- ASSIGNMENT -
Using the data below, return the stretch from the line that contains "redirect to it" through the line that contains "pub async fn", both included, exactly as it stands and nothing beyond it.

(WORKING DATA begins)

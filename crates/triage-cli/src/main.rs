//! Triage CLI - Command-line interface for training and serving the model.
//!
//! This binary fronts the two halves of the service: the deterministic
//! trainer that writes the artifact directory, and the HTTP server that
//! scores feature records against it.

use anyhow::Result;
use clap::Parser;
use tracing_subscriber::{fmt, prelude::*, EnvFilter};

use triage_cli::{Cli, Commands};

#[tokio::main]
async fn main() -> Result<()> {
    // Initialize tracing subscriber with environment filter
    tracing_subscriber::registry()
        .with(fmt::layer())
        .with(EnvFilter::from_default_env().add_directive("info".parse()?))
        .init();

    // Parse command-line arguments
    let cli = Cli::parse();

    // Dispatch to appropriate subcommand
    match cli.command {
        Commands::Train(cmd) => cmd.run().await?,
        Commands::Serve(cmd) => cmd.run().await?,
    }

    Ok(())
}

(WORKING DATA ends)
(WORKING DATA begins)

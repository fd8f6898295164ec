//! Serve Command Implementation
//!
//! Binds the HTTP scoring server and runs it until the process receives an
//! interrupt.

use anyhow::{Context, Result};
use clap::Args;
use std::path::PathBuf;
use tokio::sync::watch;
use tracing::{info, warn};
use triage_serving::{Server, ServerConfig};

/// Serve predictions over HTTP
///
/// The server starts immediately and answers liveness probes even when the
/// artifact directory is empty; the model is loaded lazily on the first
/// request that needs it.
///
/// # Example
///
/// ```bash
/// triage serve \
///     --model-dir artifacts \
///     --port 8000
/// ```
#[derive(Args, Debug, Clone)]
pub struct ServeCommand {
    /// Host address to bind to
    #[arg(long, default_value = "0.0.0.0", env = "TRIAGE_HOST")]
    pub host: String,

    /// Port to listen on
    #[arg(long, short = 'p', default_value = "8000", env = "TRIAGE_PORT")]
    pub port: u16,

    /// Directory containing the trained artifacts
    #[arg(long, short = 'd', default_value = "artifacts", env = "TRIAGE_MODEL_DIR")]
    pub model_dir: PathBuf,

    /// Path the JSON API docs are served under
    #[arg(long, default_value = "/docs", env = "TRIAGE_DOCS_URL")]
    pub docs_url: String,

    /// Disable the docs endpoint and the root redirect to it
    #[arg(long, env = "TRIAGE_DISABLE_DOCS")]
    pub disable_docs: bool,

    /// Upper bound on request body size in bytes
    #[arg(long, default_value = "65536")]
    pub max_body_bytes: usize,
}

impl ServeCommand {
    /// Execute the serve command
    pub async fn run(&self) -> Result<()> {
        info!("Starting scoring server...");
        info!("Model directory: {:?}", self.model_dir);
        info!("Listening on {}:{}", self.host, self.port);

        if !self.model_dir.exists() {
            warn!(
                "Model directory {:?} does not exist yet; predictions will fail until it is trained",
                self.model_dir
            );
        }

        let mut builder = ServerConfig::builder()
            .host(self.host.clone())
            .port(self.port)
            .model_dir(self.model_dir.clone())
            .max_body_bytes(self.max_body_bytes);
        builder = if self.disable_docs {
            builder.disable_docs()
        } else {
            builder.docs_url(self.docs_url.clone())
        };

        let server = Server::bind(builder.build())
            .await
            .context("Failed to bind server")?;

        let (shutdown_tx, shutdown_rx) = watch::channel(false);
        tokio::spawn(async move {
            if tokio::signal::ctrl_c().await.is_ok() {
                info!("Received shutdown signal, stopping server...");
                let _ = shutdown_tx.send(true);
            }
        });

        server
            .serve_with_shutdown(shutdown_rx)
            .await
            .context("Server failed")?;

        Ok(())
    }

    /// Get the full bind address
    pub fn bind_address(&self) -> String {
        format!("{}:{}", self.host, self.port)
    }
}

(WORKING DATA ends)

- EXERCISE OUTPUT -
    /// Disable the docs endpoint and the root redirect to it
    #[arg(long, env = "TRIAGE_DISABLE_DOCS")]
    pub disable_docs: bool,

    /// Upper bound on request body size in bytes
    #[arg(long, default_value = "65536")]
    pub max_body_bytes: usize,
}

impl ServeCommand {
    /// Execute the serve command
    pub async fn run(&self) -> Result<()> {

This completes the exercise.